Выбрать главу

– Фашистская священная корова! – загрохотал Тод. – Вовек не забуду, какие физиономии скорчили Макглои, когда ваш папаша рассказал им об этом случае. Ума не приложу, как это Макглои могли снюхаться с этой шайкой.

– Миссис Макглой, как истая демократка, была так потрясена благоволением Prinzessin, что даже пожертвовала солидную сумму этой самой «Тайной службе»! Она сама рассказала мне об этом еще до того, как мой папаша выдрал их за уши за такие дела.

– Они поставили на верную лошадку, – мрачно сказал Тод. – Нынче «Тайная служба» идет в гору. «Лига убийц» – просто воскресная школа в сравнении с этой бандой.

– Никак не могу примириться с тем, что логово Prinzessin называют «Святым домом»! – содрогнулась Луэлла.

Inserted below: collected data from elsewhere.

#![warn(clippy::all)]

//! Krawl Map - the interactive map core for browsing gems and krawl trails.
//!
//! The [`map`] module holds the platform-neutral core: viewport-driven marker
//! loading, service-area validation, route caching, popup placement and the
//! map host lifecycle. [`net`] supplies the browser transports and offline
//! sample sources, [`canvas`] an egui-painted engine, and [`app`] the eframe
//! application that ties them together.

pub mod app;
pub mod canvas;
pub mod clock;
pub mod config;
pub mod error;
pub mod geo;
pub mod map;
pub mod net;
pub mod runtime;
pub mod ui;
pub mod url_state;

#[cfg(test)]
mod testing;

pub use app::KrawlApp;
//! Top bar UI: app title and status line.

use super::UiState;
use crate::canvas::colors;
use crate::map::HostPhase;
use eframe::egui::{self, Color32, RichText};

pub fn render_top_bar(ctx: &egui::Context, state: &UiState, phase: &HostPhase, fetching: bool) {
    egui::TopBottomPanel::top("top_bar")
        .exact_height(36.0)
        .show(ctx, |ui| {
            ui.horizontal_centered(|ui| {
                ui.label(
                    RichText::new("Krawl Map")
                        .strong()
                        .size(16.0)
                        .color(Color32::WHITE),
                );

                ui.separator();

                let (dot, color) = match phase {
                    HostPhase::Ready => ("\u{25CF}", colors::status::OK),
                    HostPhase::Error(_) => ("\u{25CF}", colors::status::ERROR),
                    _ => ("\u{25CB}", colors::status::WARN),
                };
                ui.label(RichText::new(dot).color(color));
                ui.label(RichText::new(phase.name()).size(12.0).color(Color32::GRAY));

                ui.separator();

                if fetching {
                    ui.spinner();
                }
                ui.label(
                    RichText::new(&state.status_message)
                        .size(13.0)
                        .color(Color32::GRAY),
                );
            });
        });
}
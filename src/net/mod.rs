//! Transports behind the map core's source traits.
//!
//! In the browser, markers come from the gem API, the boundary from a static
//! GeoJSON asset, and routes and place search from the Mapbox web services.
//! Native builds use the bundled sample data instead.

mod api;
mod geolocation;
mod http;
mod mapbox;
mod sample;

pub use api::{BoundaryAsset, GemApi};
pub use geolocation::{GeolocationChannel, LocationResult};
pub use http::{redact, HttpClient};
pub use mapbox::{
    parse_directions, parse_geocoding, Directions, GeocodeResult, Geocoder,
    MAX_WAYPOINTS_PER_REQUEST,
};
pub use sample::{sample_krawl, EmbeddedBoundary, OfflineRouter, SampleMarkerSource};
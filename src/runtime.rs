//! Running `'static` futures on the UI thread.
//!
//! The map core holds `Rc` state, so its futures are not `Send`. On wasm
//! they go to the browser's microtask queue; natively every source resolves
//! without real I/O, so the future is driven to completion inline.

use std::future::Future;

#[cfg(target_arch = "wasm32")]
pub fn spawn_local<F>(future: F)
where
    F: Future<Output = ()> + 'static,
{
    wasm_bindgen_futures::spawn_local(future);
}

#[cfg(not(target_arch = "wasm32"))]
pub fn spawn_local<F>(future: F)
where
    F: Future<Output = ()> + 'static,
{
    pollster::block_on(future);
}
//! Pure geometric functions over WGS84 coordinates.
//!
//! Distances use the haversine great-circle formula on a spherical earth,
//! which is accurate to well under a percent at city scale.

use super::coord::Coordinate;
use geo_types::{LineString, MultiPolygon};

/// Mean earth radius in meters.
pub const EARTH_RADIUS_M: f64 = 6_371_000.0;

/// Tolerance, in degrees, under which a point counts as lying on an edge.
const EDGE_EPSILON: f64 = 1e-12;

/// Tests whether `point` lies inside `polygon`.
///
/// Every ring of every polygon (exteriors and holes alike) contributes to a
/// single even-odd crossing count, so a point inside a hole is outside and an
/// island inside a hole is inside again. Points on an edge or a vertex count
/// as inside. An empty polygon or a non-finite point yields `false`.
pub fn point_in_polygon(point: Coordinate, polygon: &MultiPolygon<f64>) -> bool {
    if !point.lon.is_finite() || !point.lat.is_finite() || polygon.0.is_empty() {
        return false;
    }

    let mut inside = false;
    for poly in &polygon.0 {
        for ring in std::iter::once(poly.exterior()).chain(poly.interiors()) {
            if on_ring_edge(point, ring) {
                return true;
            }
            if ray_crossings(point, ring) % 2 == 1 {
                inside = !inside;
            }
        }
    }
    inside
}

/// Counts crossings of a ray cast from `point` towards +x with `ring`.
fn ray_crossings(point: Coordinate, ring: &LineString<f64>) -> usize {
    let (px, py) = (point.lon, point.lat);
    ring.lines()
        .filter(|line| {
            let (a, b) = (line.start, line.end);
            // Half-open test on y so a vertex on the ray is counted once.
            if (a.y > py) == (b.y > py) {
                return false;
            }
            let x_at_py = a.x + (py - a.y) * (b.x - a.x) / (b.y - a.y);
            px < x_at_py
        })
        .count()
}

fn on_ring_edge(point: Coordinate, ring: &LineString<f64>) -> bool {
    let (px, py) = (point.lon, point.lat);
    ring.lines().any(|line| {
        let (a, b) = (line.start, line.end);
        let cross = (b.x - a.x) * (py - a.y) - (b.y - a.y) * (px - a.x);
        if cross.abs() > EDGE_EPSILON {
            return false;
        }
        px >= a.x.min(b.x) - EDGE_EPSILON
            && px <= a.x.max(b.x) + EDGE_EPSILON
            && py >= a.y.min(b.y) - EDGE_EPSILON
            && py <= a.y.max(b.y) + EDGE_EPSILON
    })
}

/// Great-circle distance between two coordinates in meters.
pub fn distance(a: Coordinate, b: Coordinate) -> f64 {
    let phi1 = a.lat.to_radians();
    let phi2 = b.lat.to_radians();
    let d_phi = (b.lat - a.lat).to_radians();
    let d_lambda = (b.lon - a.lon).to_radians();

    let h = (d_phi / 2.0).sin().powi(2) + phi1.cos() * phi2.cos() * (d_lambda / 2.0).sin().powi(2);
    let c = 2.0 * h.sqrt().atan2((1.0 - h).sqrt());
    EARTH_RADIUS_M * c
}

/// Initial bearing from `a` to `b` in degrees, `[0, 360)`, clockwise from north.
pub fn bearing(a: Coordinate, b: Coordinate) -> f64 {
    let phi1 = a.lat.to_radians();
    let phi2 = b.lat.to_radians();
    let d_lambda = (b.lon - a.lon).to_radians();

    let y = d_lambda.sin() * phi2.cos();
    let x = phi1.cos() * phi2.sin() - phi1.sin() * phi2.cos() * d_lambda.cos();
    let deg = y.atan2(x).to_degrees();
    let normalized = (deg + 360.0) % 360.0;
    // (-tiny + 360) % 360 can round to exactly 360.0
    if normalized >= 360.0 {
        0.0
    } else {
        normalized
    }
}

/// Formats a distance for display next to a marker.
pub fn format_distance(meters: f64) -> String {
    if meters < 1000.0 {
        format!("{} m away", meters.round() as i64)
    } else {
        format!("{:.1} km away", meters / 1000.0)
    }
}

/// Eight-point compass label for a bearing in degrees.
pub fn compass_direction(bearing_deg: f64) -> &'static str {
    const DIRECTIONS: [&str; 8] = ["N", "NE", "E", "SE", "S", "SW", "W", "NW"];
    let normalized = bearing_deg.rem_euclid(360.0);
    let index = ((normalized + 22.5) / 45.0).floor() as usize % 8;
    DIRECTIONS[index]
}

/// Total length of a polyline in meters.
pub fn path_length(path: &[Coordinate]) -> f64 {
    path.windows(2).map(|w| distance(w[0], w[1])).sum()
}

/// Distance in meters from `point` to the nearest segment of `path`.
///
/// Segments are treated as straight in a local equirectangular frame centred
/// on `point`, which is plenty for city-scale polylines. Returns `None` for an
/// empty path.
pub fn distance_to_path(point: Coordinate, path: &[Coordinate]) -> Option<f64> {
    match path {
        [] => None,
        [only] => Some(distance(point, *only)),
        _ => path
            .windows(2)
            .map(|w| distance_to_segment(point, w[0], w[1]))
            .min_by(|a, b| a.total_cmp(b)),
    }
}

fn distance_to_segment(p: Coordinate, a: Coordinate, b: Coordinate) -> f64 {
    let lon_scale = p.lat.to_radians().cos();
    let to_local = |c: Coordinate| ((c.lon - p.lon) * lon_scale, c.lat - p.lat);

    let (ax, ay) = to_local(a);
    let (bx, by) = to_local(b);
    let (dx, dy) = (bx - ax, by - ay);
    let len_sq = dx * dx + dy * dy;

    let t = if len_sq == 0.0 {
        0.0
    } else {
        (-(ax * dx + ay * dy) / len_sq).clamp(0.0, 1.0)
    };

    let nearest = Coordinate::new(
        p.lon + (ax + t * dx) / lon_scale.max(f64::EPSILON),
        p.lat + ay + t * dy,
    );
    distance(p, nearest)
}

– Вы не читали в «Тайме» статейку о Фокси Флике? – спросил Тод. – «От военного преступника до могущественного промышленника номер два в Федеративной Германии»? Тонкая работа. Я посетил старого Фокси в день его семидесятипятилетия. Взял у него интервью. Старик показал мне сногсшибательную поздравительную телеграмму от канцлера. Тот поздравлял его «с жизнью, полной великих подвигов, вопреки ударам судьбы, нанесенным нашему народу и лично ему, Фокси…»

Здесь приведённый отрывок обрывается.